* _Your assignment_: Look through the data below for the line with "let name = name.into();" and the line with "pub async fn contains(&self, name: &str)", then output those two and all lines in between, exactly as written.

[Records from a collection]
[Start of Attachment]
//! 内核配置
//!
//! 定义配置结构、文件加载、环境变量覆盖和校验。

use serde::{Deserialize, Serialize};
use std::path::{Path, PathBuf};

use crate::utils::{CmsError, Result};

/// 环境变量：站点根目录
pub const ENV_ROOT_DIR: &str = "CMS_ROOT_DIR";
/// 环境变量：数据目录
pub const ENV_DATA_DIR: &str = "CMS_DATA_DIR";
/// 环境变量：日志级别
pub const ENV_LOG_LEVEL: &str = "CMS_LOG_LEVEL";

/// 清单缓存配置
#[derive(Debug, Clone, Serialize, Deserialize)]
pub struct CacheConfig {
    /// 是否启用清单缓存（关闭后每次都全量扫描）
    #[serde(default = "default_true")]
    pub enabled: bool,

    /// 控制器清单文件名
    #[serde(default = "default_controllers_manifest")]
    pub controllers_manifest: String,

    /// 插件清单文件名
    #[serde(default = "default_plugins_manifest")]
    pub plugins_manifest: String,

    /// 已激活插件列表文件名
    #[serde(default = "default_active_plugins")]
    pub active_plugins: String,

    /// 强制重新扫描的查询参数名
    #[serde(default = "default_clear_param")]
    pub clear_param: String,
}

fn default_true() -> bool {
    true
}

fn default_controllers_manifest() -> String {
    "controllers_manifest.json".to_string()
}

fn default_plugins_manifest() -> String {
    "plugins_manifest.json".to_string()
}

fn default_active_plugins() -> String {
    "active_plugins.json".to_string()
}

fn default_clear_param() -> String {
    "clear_cache".to_string()
}

impl Default for CacheConfig {
    fn default() -> Self {
        Self {
            enabled: true,
            controllers_manifest: default_controllers_manifest(),
            plugins_manifest: default_plugins_manifest(),
            active_plugins: default_active_plugins(),
            clear_param: default_clear_param(),
        }
    }
}

/// 路由配置
#[derive(Debug, Clone, Serialize, Deserialize)]
pub struct RouterConfig {
    /// 动态路由匹配结果的 LRU 缓存容量（0 表示关闭）
    #[serde(default = "default_route_cache_capacity")]
    pub route_cache_capacity: usize,
}

fn default_route_cache_capacity() -> usize {
    256
}

impl Default for RouterConfig {
    fn default() -> Self {
        Self {
            route_cache_capacity: default_route_cache_capacity(),
        }
    }
}

/// 请求上下文识别配置（按路径前缀）
#[derive(Debug, Clone, Serialize, Deserialize)]
pub struct ContextConfig {
    /// 后台路径前缀
    #[serde(default = "default_admin_prefix")]
    pub admin_prefix: String,

    /// 安装向导路径前缀
    #[serde(default = "default_install_prefix")]
    pub install_prefix: String,

    /// API 路径前缀
    #[serde(default = "default_api_prefix")]
    pub api_prefix: String,
}

fn default_admin_prefix() -> String {
    "/admin".to_string()
}

fn default_install_prefix() -> String {
    "/install".to_string()
}

fn default_api_prefix() -> String {
    "/api".to_string()
}

impl Default for ContextConfig {
    fn default() -> Self {
        Self {
            admin_prefix: default_admin_prefix(),
            install_prefix: default_install_prefix(),
            api_prefix: default_api_prefix(),
        }
    }
}

/// 日志配置
#[derive(Debug, Clone, Serialize, Deserialize)]
pub struct LogConfig {
    /// 日志级别
    #[serde(default = "default_log_level")]
    pub level: String,

    /// 是否输出到文件
    #[serde(default)]
    pub file_output: bool,

    /// 日志文件目录
    #[serde(default)]
    pub log_dir: Option<PathBuf>,

    /// 是否输出 JSON 格式
    #[serde(default)]
    pub json_format: bool,

    /// 日志轮转策略
    #[serde(default = "default_rotation")]
    pub rotation: String,
}

fn default_log_level() -> String {
    "info".to_string()
}

fn default_rotation() -> String {
    "daily".to_string()
}

impl Default for LogConfig {
    fn default() -> Self {
        Self {
            level: default_log_level(),
            file_output: false,
            log_dir: None,
            json_format: false,
            rotation: default_rotation(),
        }
    }
}

/// 内核配置
#[derive(Debug, Clone, Serialize, Deserialize)]
pub struct CmsConfig {
    /// 配置文件路径
    #[serde(skip)]
    pub config_path: Option<PathBuf>,

    /// 站点根目录
    #[serde(default = "default_root_dir")]
    pub root_dir: PathBuf,

    /// 数据目录（清单缓存与激活列表所在处），默认 `<root>/data`
    #[serde(default)]
    pub data_dir: Option<PathBuf>,

    /// 控制器目录，默认 `<root>/controllers`
    #[serde(default)]
    pub controllers_dir: Option<PathBuf>,

    /// 插件目录，默认 `<root>/plugins`
    #[serde(default)]
    pub plugins_dir: Option<PathBuf>,

    /// 清单缓存配置
    #[serde(default)]
    pub cache: CacheConfig,

    /// 路由配置
    #[serde(default)]
    pub router: RouterConfig,

    /// 请求上下文配置
    #[serde(default)]
    pub contexts: ContextConfig,

    /// 日志配置
    #[serde(default)]
    pub logging: LogConfig,

    /// 是否为开发模式
    #[serde(default)]
    pub dev_mode: bool,
}

fn default_root_dir() -> PathBuf {
    PathBuf::from(".")
}

impl Default for CmsConfig {
    fn default() -> Self {
        Self {
            config_path: None,
            root_dir: default_root_dir(),
            data_dir: None,
            controllers_dir: None,
            plugins_dir: None,
            cache: CacheConfig::default(),
            router: RouterConfig::default(),
            contexts: ContextConfig::default(),
            logging: LogConfig::default(),
            dev_mode: false,
        }
    }
}

impl CmsConfig {
    /// 创建配置构建器
    pub fn builder() -> CmsConfigBuilder {
        CmsConfigBuilder::new()
    }

    /// 从文件加载配置（`.json` 按 JSON 解析，其余按 YAML）
    pub async fn from_file(path: impl Into<PathBuf>) -> Result<Self> {
        let path = path.into();
        let content = tokio::fs::read_to_string(&path).await.map_err(|e| {
            CmsError::ConfigLoadFailed(format!("无法读取 {}: {}", path.display(), e))
        })?;

        let mut config: CmsConfig = if path.extension().map(|e| e == "json").unwrap_or(false) {
            serde_json::from_str(&content)?
        } else {
            serde_yaml::from_str(&content)?
        };

        config.config_path = Some(path);
        Ok(config)
    }

    /// 应用环境变量覆盖
    pub fn apply_env_overrides(&mut self) {
        self.apply_overrides(|key| std::env::var(key).ok());
    }

    fn apply_overrides(&mut self, lookup: impl Fn(&str) -> Option<String>) {
        if let Some(root) = lookup(ENV_ROOT_DIR).filter(|v| !v.is_empty()) {
            self.root_dir = PathBuf::from(root);
        }
        if let Some(data) = lookup(ENV_DATA_DIR).filter(|v| !v.is_empty()) {
            self.data_dir = Some(PathBuf::from(data));
        }
        if let Some(level) = lookup(ENV_LOG_LEVEL).filter(|v| !v.is_empty()) {
            self.logging.level = level;
        }
    }

    /// 校验配置
    pub fn validate(&self) -> Result<()> {
        let cache_files = [
            ("cache.controllers_manifest", &self.cache.controllers_manifest),
            ("cache.plugins_manifest", &self.cache.plugins_manifest),
            ("cache.active_plugins", &self.cache.active_plugins),
            ("cache.clear_param", &self.cache.clear_param),
        ];
        for (key, value) in cache_files {
            if value.trim().is_empty() {
                return Err(CmsError::InvalidConfigValue {
                    key: key.to_string(),
                    reason: "不能为空".to_string(),
                });
            }
        }

        let prefixes = [
            ("contexts.admin_prefix", &self.contexts.admin_prefix),
            ("contexts.install_prefix", &self.contexts.install_prefix),
            ("contexts.api_prefix", &self.contexts.api_prefix),
        ];
        for (key, value) in prefixes {
            if !value.starts_with('/') {
                return Err(CmsError::InvalidConfigValue {
                    key: key.to_string(),
                    reason: format!("路径前缀必须以 '/' 开头: '{}'", value),
                });
            }
        }

        Ok(())
    }

    /// 数据目录
    pub fn data_path(&self) -> PathBuf {
        self.data_dir
            .clone()
            .unwrap_or_else(|| self.root_dir.join("data"))
    }

    /// 控制器目录
    pub fn controllers_path(&self) -> PathBuf {
        self.controllers_dir
            .clone()
            .unwrap_or_else(|| self.root_dir.join("controllers"))
    }

    /// 插件目录
    pub fn plugins_path(&self) -> PathBuf {
        self.plugins_dir
            .clone()
            .unwrap_or_else(|| self.root_dir.join("plugins"))
    }

    /// 数据目录下的缓存文件路径
    pub fn cache_file(&self, name: &str) -> PathBuf {
        self.data_path().join(name)
    }

    /// 站点根目录
    pub fn root_path(&self) -> &Path {
        &self.root_dir
    }
}

/// 配置构建器
#[derive(Debug, Default)]
pub struct CmsConfigBuilder {
    config: CmsConfig,
}

impl CmsConfigBuilder {
    /// 创建新的构建器
    pub fn new() -> Self {
        Self {
            config: CmsConfig::default(),
        }
    }

    /// 设置站点根目录
    pub fn root_dir(mut self, dir: impl Into<PathBuf>) -> Self {
        self.config.root_dir = dir.into();
        self
    }

    /// 设置数据目录
    pub fn data_dir(mut self, dir: impl Into<PathBuf>) -> Self {
        self.config.data_dir = Some(dir.into());
        self
    }

    /// 设置控制器目录
    pub fn controllers_dir(mut self, dir: impl Into<PathBuf>) -> Self {
        self.config.controllers_dir = Some(dir.into());
        self
    }

    /// 设置插件目录
    pub fn plugins_dir(mut self, dir: impl Into<PathBuf>) -> Self {
        self.config.plugins_dir = Some(dir.into());
        self
    }

    /// 关闭清单缓存
    pub fn disable_manifest_cache(mut self) -> Self {
        self.config.cache.enabled = false;
        self
    }

    /// 设置动态路由缓存容量
    pub fn route_cache_capacity(mut self, capacity: usize) -> Self {
        self.config.router.route_cache_capacity = capacity;
        self
    }

    /// 设置日志级别
    pub fn log_level(mut self, level: impl Into<String>) -> Self {
        self.config.logging.level = level.into();
        self
    }

    /// 启用开发模式
    pub fn dev_mode(mut self) -> Self {
        self.config.dev_mode = true;
        self
    }

    /// 构建配置
    pub fn build(self) -> CmsConfig {
        self.config
    }
}
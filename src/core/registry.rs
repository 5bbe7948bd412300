//! 注册表
//!
//! 以名称为键的进程级存储：根目录、数据目录、已加载的控制器与插件实例等。
//! 值以 `Arc<dyn Any>` 保存，读取时按类型取回。

use std::any::Any;
use std::collections::HashMap;
use std::path::PathBuf;
use std::sync::{Arc, Weak};

use tokio::sync::RwLock;
use tracing::trace;

/// 根目录键
pub const ROOT_PATH: &str = "path.root";
/// 数据目录键
pub const DATA_PATH: &str = "path.data";

type Value = Arc<dyn Any + Send + Sync>;

/// 注册表
#[derive(Clone, Default)]
pub struct Registry {
    values: Arc<RwLock<HashMap<String, Value>>>,
}

impl Registry {
    /// 创建空注册表
    pub fn new() -> Self {
        Self::default()
    }

    /// 创建并写入根目录与数据目录
    pub async fn with_paths(root: PathBuf, data: PathBuf) -> Self {
        let registry = Self::new();
        registry.set(ROOT_PATH, root).await;
        registry.set(DATA_PATH, data).await;
        registry
    }

    /// 写入值，已存在时覆盖
    pub async fn set<T>(&self, name: impl Into<String>, value: T)
    where
        T: Any + Send + Sync,
    {
        let name = name.into();
        trace!(name = %name, "注册表写入");
        self.values.write().await.insert(name, Arc::new(value));
    }

    /// 按类型读取值，名称不存在或类型不符时返回 None
    pub async fn get<T>(&self, name: &str) -> Option<Arc<T>>
    where
        T: Any + Send + Sync,
    {
        let value = self.values.read().await.get(name).cloned()?;
        value.downcast::<T>().ok()
    }

    /// 是否存在
    pub async fn contains(&self, name: &str) -> bool {
        self.values.read().await.contains_key(name)
    }

    /// 移除值，返回是否存在
    pub async fn remove(&self, name: &str) -> bool {
        self.values.write().await.remove(name).is_some()
    }

    /// 以指定前缀开头的全部键（排序后）
    pub async fn keys_with_prefix(&self, prefix: &str) -> Vec<String> {
        let values = self.values.read().await;
        let mut keys: Vec<String> = values
            .keys()
            .filter(|k| k.starts_with(prefix))
            .cloned()
            .collect();
        keys.sort();
        keys
    }

    /// 根目录
    pub async fn root_path(&self) -> Option<PathBuf> {
        self.get::<PathBuf>(ROOT_PATH).await.map(|p| (*p).clone())
    }

    /// 数据目录
    pub async fn data_path(&self) -> Option<PathBuf> {
        self.get::<PathBuf>(DATA_PATH).await.map(|p| (*p).clone())
    }

    /// 不持有存储的弱句柄
    pub fn downgrade(&self) -> WeakRegistry {
        WeakRegistry {
            values: Arc::downgrade(&self.values),
        }
    }
}

/// 注册表弱句柄
///
/// 存放在注册表自身（或其所属内核）持有的对象中时使用。
#[derive(Clone, Default)]
pub struct WeakRegistry {
    values: Weak<RwLock<HashMap<String, Value>>>,
}

impl WeakRegistry {
    /// 注册表仍存活时取回强引用
    pub fn upgrade(&self) -> Option<Registry> {
        self.values.upgrade().map(|values| Registry { values })
    }
}

impl std::fmt::Debug for WeakRegistry {
    fn fmt(&self, f: &mut std::fmt::Formatter<'_>) -> std::fmt::Result {
        f.debug_struct("WeakRegistry")
            .field("alive", &(self.values.strong_count() > 0))
            .finish()
    }
}

impl std::fmt::Debug for Registry {
    fn fmt(&self, f: &mut std::fmt::Formatter<'_>) -> std::fmt::Result {
        f.debug_struct("Registry").finish_non_exhaustive()
    }
}
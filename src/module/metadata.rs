//! 扩展元数据定义
//!
//! 插件描述文件（plugin.yaml / plugin.json）与清单缓存中的数据结构。

use semver::{Version, VersionReq};
use serde::{Deserialize, Serialize};
use std::fmt;
use std::path::{Path, PathBuf};

use crate::router::RequestContext;
use crate::utils::{CmsError, Result};

/// 插件激活上下文
#[derive(Debug, Clone, Copy, PartialEq, Eq, Hash, Default, Serialize, Deserialize)]
#[serde(rename_all = "lowercase")]
pub enum ActivationContext {
    /// 任意上下文
    #[default]
    All,
    /// 后台
    Admin,
    /// 安装向导
    Install,
    /// API
    Api,
    /// 前台站点
    Site,
}

impl ActivationContext {
    /// 是否在给定请求上下文中加载
    pub fn matches(&self, context: RequestContext) -> bool {
        match self {
            ActivationContext::All => true,
            ActivationContext::Admin => context == RequestContext::Admin,
            ActivationContext::Install => context == RequestContext::Install,
            ActivationContext::Api => context == RequestContext::Api,
            ActivationContext::Site => context == RequestContext::Site,
        }
    }
}

impl fmt::Display for ActivationContext {
    fn fmt(&self, f: &mut fmt::Formatter<'_>) -> fmt::Result {
        let name = match self {
            ActivationContext::All => "all",
            ActivationContext::Admin => "admin",
            ActivationContext::Install => "install",
            ActivationContext::Api => "api",
            ActivationContext::Site => "site",
        };
        f.write_str(name)
    }
}

/// 菜单项
#[derive(Debug, Clone, PartialEq, Eq, Serialize, Deserialize)]
pub struct MenuItem {
    /// 标题
    pub title: String,

    /// 链接
    pub url: String,

    /// 图标
    #[serde(default, skip_serializing_if = "Option::is_none")]
    pub icon: Option<String>,

    /// 排序（越小越靠前）
    #[serde(default)]
    pub order: i32,
}

/// 插件描述文件
#[derive(Debug, Clone, Serialize, Deserialize)]
pub struct PluginDescriptor {
    /// 插件键（激活列表中使用的名称）
    pub key: String,

    /// 显示名称
    pub name: String,

    /// 版本（semver）
    pub version: String,

    /// 对内核版本的要求（semver 范围）
    #[serde(default, skip_serializing_if = "Option::is_none")]
    pub requires: Option<String>,

    /// 插件类标识（在扩展目录中查找构造函数）
    pub class: String,

    /// 激活上下文
    #[serde(default)]
    pub context: ActivationContext,

    /// 菜单项
    #[serde(default, skip_serializing_if = "Vec::is_empty")]
    pub menu: Vec<MenuItem>,

    /// 描述
    #[serde(default, skip_serializing_if = "Option::is_none")]
    pub description: Option<String>,
}

/// YAML 描述文件名
pub const PLUGIN_DESCRIPTOR_YAML: &str = "plugin.yaml";
/// JSON 描述文件名
pub const PLUGIN_DESCRIPTOR_JSON: &str = "plugin.json";

impl PluginDescriptor {
    /// 在插件目录中查找描述文件，YAML 优先
    pub async fn locate(dir: &Path) -> Option<PathBuf> {
        for name in [PLUGIN_DESCRIPTOR_YAML, PLUGIN_DESCRIPTOR_JSON] {
            let path = dir.join(name);
            match tokio::fs::metadata(&path).await {
                Ok(meta) if meta.is_file() => return Some(path),
                _ => continue,
            }
        }
        None
    }

    /// 从文件解析描述
    pub async fn parse_file(path: &Path) -> Result<Self> {
        let content = tokio::fs::read_to_string(path).await?;
        let is_json = path
            .extension()
            .map(|ext| ext.eq_ignore_ascii_case("json"))
            .unwrap_or(false);
        let descriptor: Self = if is_json {
            serde_json::from_str(&content)?
        } else {
            serde_yaml::from_str(&content)?
        };
        descriptor.validate()?;
        Ok(descriptor)
    }

    /// 验证描述
    ///
    /// 全部问题合并为一个 `InvalidDescriptor` 错误返回。
    pub fn validate(&self) -> Result<()> {
        let mut errors: Vec<String> = Vec::new();

        if self.key.is_empty() {
            errors.push("插件键不能为空".to_string());
        } else if !is_valid_key(&self.key) {
            errors.push(format!(
                "插件键 '{}' 格式无效，只允许小写字母、数字、下划线和连字符",
                self.key
            ));
        }

        if self.name.is_empty() {
            errors.push("插件名称不能为空".to_string());
        }

        if self.class.is_empty() {
            errors.push("插件类标识不能为空".to_string());
        }

        if Version::parse(&self.version).is_err() {
            errors.push(format!(
                "无效的版本号格式 '{}', 请使用 semver 格式 (如 1.0.0)",
                self.version
            ));
        }

        if let Some(ref requires) = self.requires {
            if VersionReq::parse(requires).is_err() {
                errors.push(format!(
                    "版本要求格式无效: '{}', 请使用 semver 范围格式 (如 ^1.0)",
                    requires
                ));
            }
        }

        for (index, item) in self.menu.iter().enumerate() {
            if item.title.is_empty() || item.url.is_empty() {
                errors.push(format!("第 {} 个菜单项缺少标题或链接", index + 1));
            }
        }

        if errors.is_empty() {
            Ok(())
        } else {
            Err(CmsError::InvalidDescriptor(format!(
                "{}: {}",
                self.key,
                errors.join("; ")
            )))
        }
    }

    /// 是否兼容给定的内核版本（没有声明要求时总是兼容）
    pub fn is_compatible_with(&self, core_version: &str) -> Result<bool> {
        let Some(ref requires) = self.requires else {
            return Ok(true);
        };
        let req = VersionReq::parse(requires)?;
        let version = Version::parse(core_version)?;
        Ok(req.matches(&version))
    }
}

/// 扩展键只允许小写字母、数字、下划线和连字符
pub fn is_valid_key(key: &str) -> bool {
    !key.is_empty()
        && key
            .chars()
            .all(|c| c.is_ascii_lowercase() || c.is_ascii_digit() || c == '_' || c == '-')
}

/// 插件清单条目
#[derive(Debug, Clone, PartialEq, Eq, Serialize, Deserialize)]
pub struct PluginManifestEntry {
    /// 插件键
    pub key: String,

    /// 插件目录
    pub path: PathBuf,

    /// 插件类标识
    pub class: String,

    /// 激活上下文
    pub context: ActivationContext,

    /// 菜单项
    #[serde(default, skip_serializing_if = "Vec::is_empty")]
    pub menu: Vec<MenuItem>,
}

impl PluginManifestEntry {
    /// 由描述与目录生成清单条目
    pub fn from_descriptor(descriptor: &PluginDescriptor, path: PathBuf) -> Self {
        Self {
            key: descriptor.key.clone(),
            path,
            class: descriptor.class.clone(),
            context: descriptor.context,
            menu: descriptor.menu.clone(),
        }
    }
}

#[cfg(test)]
mod tests {
    use super::*;

    fn descriptor_yaml() -> &'static str {
        r#"
key: seo
name: SEO Tools
version: 1.2.0
requires: ">=0.1"
class: seo_plugin
context: admin
menu:
  - title: SEO
    url: /admin/seo
    icon: search
    order: 5
"#
    }

    #[test]
    fn test_parse_yaml_descriptor() {
        let descriptor: PluginDescriptor = serde_yaml::from_str(descriptor_yaml()).unwrap();
        descriptor.validate().unwrap();
        assert_eq!(descriptor.context, ActivationContext::Admin);
        assert_eq!(descriptor.menu[0].icon.as_deref(), Some("search"));
        assert!(descriptor.is_compatible_with("0.1.0").unwrap());
        assert!(!descriptor.is_compatible_with("0.0.9").unwrap());
    }

    #[test]
    fn test_context_defaults_to_all() {
        let descriptor: PluginDescriptor = serde_json::from_str(
            r#"{"key":"forms","name":"Forms","version":"0.3.1","class":"forms_plugin"}"#,
        )
        .unwrap();
        assert_eq!(descriptor.context, ActivationContext::All);
        assert!(descriptor.context.matches(RequestContext::Install));
    }

    #[test]
    fn test_validation_collects_errors() {
        let descriptor = PluginDescriptor {
            key: "Bad Key".to_string(),
            name: String::new(),
            version: "one".to_string(),
            requires: Some("not a range".to_string()),
            class: "x".to_string(),
            context: ActivationContext::All,
            menu: vec![],
            description: None,
        };
        let err = descriptor.validate().unwrap_err().to_string();
        assert!(err.contains("插件键"));
        assert!(err.contains("插件名称"));
        assert!(err.contains("版本号"));
        assert!(err.contains("版本要求"));
    }

    #[test]
    fn test_activation_matching() {
        assert!(ActivationContext::Admin.matches(RequestContext::Admin));
        assert!(!ActivationContext::Admin.matches(RequestContext::Site));
        assert!(ActivationContext::Api.matches(RequestContext::Api));
    }

    #[tokio::test]
    async fn test_locate_prefers_yaml_files() {
        let dir = tempfile::TempDir::new().unwrap();
        assert!(PluginDescriptor::locate(dir.path()).await.is_none());

        tokio::fs::write(dir.path().join(PLUGIN_DESCRIPTOR_JSON), "{}").await.unwrap();
        // 同名目录不算描述文件
        tokio::fs::create_dir(dir.path().join(PLUGIN_DESCRIPTOR_YAML)).await.unwrap();
        assert_eq!(
            PluginDescriptor::locate(dir.path()).await,
            Some(dir.path().join(PLUGIN_DESCRIPTOR_JSON))
        );

        tokio::fs::remove_dir(dir.path().join(PLUGIN_DESCRIPTOR_YAML)).await.unwrap();
        tokio::fs::write(dir.path().join(PLUGIN_DESCRIPTOR_YAML), descriptor_yaml()).await.unwrap();
        assert_eq!(
            PluginDescriptor::locate(dir.path()).await,
            Some(dir.path().join(PLUGIN_DESCRIPTOR_YAML))
        );
    }
}
//! API 模块
//!
//! 对外的应用入口与内置控制器。
//!
//! # 模块概览
//!
//! - `app`: 内核启动、按上下文缓存的应用与请求周期
//! - `builtin`: 内置系统控制器

pub mod app;
pub mod builtin;

// 重导出主要类型
pub use app::{Application, ApplicationBuilder, BusSubscription, Kernel, LoadOptions};
pub use builtin::{SystemController, SYSTEM_CONTROLLER_CLASS, SYSTEM_CONTROLLER_KEY};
[End of Attachment]
* _Solution below_:
        let name = name.into();
        trace!(name = %name, "注册表写入");
        self.values.write().await.insert(name, Arc::new(value));
    }

    /// 按类型读取值，名称不存在或类型不符时返回 None
    pub async fn get<T>(&self, name: &str) -> Option<Arc<T>>
    where
        T: Any + Send + Sync,
    {
        let value = self.values.read().await.get(name).cloned()?;
        value.downcast::<T>().ok()
    }

    /// 是否存在
    pub async fn contains(&self, name: &str) -> bool {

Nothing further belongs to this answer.